The Feather side of the board is extended somewhat to accommodate an ESP8266 microcontroller, which provides Wi-Fi connectivity. A Lithium-Polymer (LiPo) charging circuit allows for the board's USB Type-C connector to charge a connected battery, while a microSD slot on the underside of the board - which, thankfully, shouldn't get in the way of the headers when used with a breadboard - provides additional storage over the 128kB flash storage and 32kB static RAM (SRAM) on the GD32V.
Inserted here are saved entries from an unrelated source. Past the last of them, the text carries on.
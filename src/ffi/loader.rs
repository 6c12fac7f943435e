//! Dynamic Library Loader
//!
//! Safe wrapper around libloading for loading the native zstd library.

use std::fmt;
use std::path::{Path, PathBuf};

use libloading::Library;
use once_cell::sync::OnceCell;
use serde::{Deserialize, Serialize};

use super::LibraryError;
use crate::zstd::ZstdApi;

/// Where the OS loader may look for the library's own dependencies.
#[derive(Debug, Clone, Copy, PartialEq, Eq, Hash, Default, Serialize, Deserialize)]
#[serde(rename_all = "kebab-case")]
pub enum SearchPathPolicy {
    /// The loader's default behaviour.
    #[default]
    Default,
    /// Prefer the directory the library itself lives in.
    ///
    /// On Windows this is `LOAD_LIBRARY_SEARCH_DLL_LOAD_DIR` plus the default
    /// directories. Unix loaders have no such scoping; the library is opened
    /// with `RTLD_NOW` so unresolved dependencies fail at load time.
    LibraryDirectory,
    /// Only the system directory (Windows), `RTLD_NOW` elsewhere.
    System,
}

/// How the resolved library gets handed to the dynamic loader.
#[derive(Debug, Clone, Copy, PartialEq, Eq, Hash, Default, Serialize, Deserialize)]
#[serde(rename_all = "kebab-case")]
pub enum LoadStrategy {
    /// Load the fully resolved path.
    #[default]
    ExplicitPath,
    /// Register the library directory with the OS loader once, then load by
    /// file name. Only Windows honours the override; other systems fall back
    /// to [`LoadStrategy::ExplicitPath`].
    SearchDirectory,
}

/// Opens shared libraries on behalf of the resolver.
///
/// The default implementation is [`DynamicOpener`]. Tests plug in their own
/// to observe load attempts.
pub trait LibraryOpener: Send + Sync {
    /// Open `file` (a full path, or a bare file name under
    /// [`LoadStrategy::SearchDirectory`]).
    fn open(&self, file: &Path, policy: SearchPathPolicy) -> Result<Library, libloading::Error>;
}

/// [`LibraryOpener`] backed by the host's dynamic loader.
#[derive(Debug, Clone, Copy, Default)]
pub struct DynamicOpener;

impl LibraryOpener for DynamicOpener {
    fn open(&self, file: &Path, policy: SearchPathPolicy) -> Result<Library, libloading::Error> {
        // Safety: loading a library runs its initialisers. The resolver only
        // ever hands us paths inside the application's own library tree.
        unsafe { open_with_policy(file, policy) }
    }
}

#[cfg(unix)]
unsafe fn open_with_policy(
    file: &Path,
    policy: SearchPathPolicy,
) -> Result<Library, libloading::Error> {
    use libloading::os::unix::{Library as UnixLibrary, RTLD_LOCAL, RTLD_NOW};

    match policy {
        SearchPathPolicy::Default => Library::new(file),
        SearchPathPolicy::LibraryDirectory | SearchPathPolicy::System => {
            UnixLibrary::open(Some(file), RTLD_NOW | RTLD_LOCAL).map(Into::into)
        }
    }
}

#[cfg(windows)]
unsafe fn open_with_policy(
    file: &Path,
    policy: SearchPathPolicy,
) -> Result<Library, libloading::Error> {
    use libloading::os::windows::{
        Library as WindowsLibrary, LOAD_LIBRARY_SEARCH_DEFAULT_DIRS,
        LOAD_LIBRARY_SEARCH_DLL_LOAD_DIR, LOAD_LIBRARY_SEARCH_SYSTEM32,
    };

    let flags = match policy {
        SearchPathPolicy::Default => return Library::new(file),
        SearchPathPolicy::LibraryDirectory => {
            LOAD_LIBRARY_SEARCH_DLL_LOAD_DIR | LOAD_LIBRARY_SEARCH_DEFAULT_DIRS
        }
        SearchPathPolicy::System => LOAD_LIBRARY_SEARCH_SYSTEM32,
    };
    WindowsLibrary::load_with_flags(file, flags).map(Into::into)
}

#[cfg(not(any(unix, windows)))]
unsafe fn open_with_policy(
    file: &Path,
    _policy: SearchPathPolicy,
) -> Result<Library, libloading::Error> {
    Library::new(file)
}

/// Point the Windows DLL search path at `dir` for the whole process.
///
/// `SetDllDirectoryW` is bound through libloading so no extra system crate is
/// needed.
#[cfg(windows)]
pub(crate) fn set_dll_directory(dir: &Path) -> Result<(), String> {
    use std::os::windows::ffi::OsStrExt;

    type SetDllDirectoryW = unsafe extern "system" fn(*const u16) -> i32;

    let wide: Vec<u16> = dir.as_os_str().encode_wide().chain(Some(0)).collect();

    // Safety: kernel32 is always mapped and SetDllDirectoryW has this
    // signature on every supported Windows version.
    unsafe {
        let kernel32 = Library::new("kernel32.dll").map_err(|e| e.to_string())?;
        let set_directory = kernel32
            .get::<SetDllDirectoryW>(b"SetDllDirectoryW\0")
            .map_err(|e| e.to_string())?;
        if set_directory(wide.as_ptr()) == 0 {
            return Err(std::io::Error::last_os_error().to_string());
        }
    }
    Ok(())
}

#[cfg(not(windows))]
pub(crate) fn set_dll_directory(_dir: &Path) -> Result<(), String> {
    Err("the DLL search directory can only be set on Windows".to_string())
}

/// A loaded native library.
///
/// Owned by the resolver cache and shared as `Arc`; the library stays mapped
/// for as long as any clone is alive.
pub struct NativeLibrary {
    /// Path the library was resolved to
    path: PathBuf,
    /// The loaded library handle
    library: Library,
    /// Entry point table, bound on first use
    zstd: OnceCell<ZstdApi>,
}

impl NativeLibrary {
    pub(crate) fn new(path: PathBuf, library: Library) -> Self {
        Self {
            path,
            library,
            zstd: OnceCell::new(),
        }
    }

    /// Get the path to this library
    pub fn path(&self) -> &Path {
        &self.path
    }

    /// Look up a symbol and copy it out as `T`.
    ///
    /// # Safety
    ///
    /// `T` must match the actual type of the exported symbol, and the returned
    /// value must not be used after this library is dropped.
    pub unsafe fn symbol<T: Copy>(&self, name: &str) -> Result<T, LibraryError> {
        let symbol = self
            .library
            .get::<T>(name.as_bytes())
            .map_err(|e| LibraryError::SymbolNotFound {
                symbol: name.to_string(),
                path: self.path.clone(),
                message: e.to_string(),
            })?;
        Ok(*symbol)
    }

    /// Whether the library exports `name`.
    pub fn has_symbol(&self, name: &str) -> bool {
        // Safety: the pointer is only inspected, never called.
        unsafe { self.library.get::<*const ()>(name.as_bytes()).is_ok() }
    }

    /// The zstd entry point table, bound once per library.
    ///
    /// Crate-private: the copied table must not outlive the library, which
    /// only the `Zstd` handle guarantees.
    pub(crate) fn zstd(&self) -> Result<ZstdApi, LibraryError> {
        self.zstd
            .get_or_try_init(|| {
                // Safety: ZstdApi::bind declares every symbol with its C
                // signature.
                unsafe { ZstdApi::bind(self) }
            })
            .copied()
    }
}

impl fmt::Debug for NativeLibrary {
    fn fmt(&self, f: &mut fmt::Formatter<'_>) -> fmt::Result {
        f.debug_struct("NativeLibrary")
            .field("path", &self.path)
            .field("zstd_bound", &self.zstd.get().is_some())
            .finish()
    }
}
If those core specifications sound familiar, there's a good reason: Seeed has previously announced it will be selling the Sipeed Longan Nano RISC-V development board, which is based on the same GD32V RISC-V microcontroller but features a more compact design and on-board 0.96" colour LCD panel - but which lacks the Wi-Fi connectivity of the Wio Lite RISC-V.

The Wio Lite RISC-V, in fact, is only the latest in a string of RISC-V-based products launched by Seeed Studio so far this year, the rest of which - including the Sipeed MAIX-I AI Module, Sipeed Maixduino Kit, and the Perf-V FPGA board - are detailed on the company's blog.

Seeed is taking pre-orders for the Wio Lite RISC-V now on its official product page, with prices starting at $6.90 in single-unit quantities and late-November estimated availability. The pricing makes the Wio Lite RISC-V the cheapest in the Wio Lite family, too: The earlier ATSAMD21-based Wio Lite W600 Wi-Fi and Wio Lite MG126 Bluetooth development boards are both priced at $9.95 each in single-unit quantities.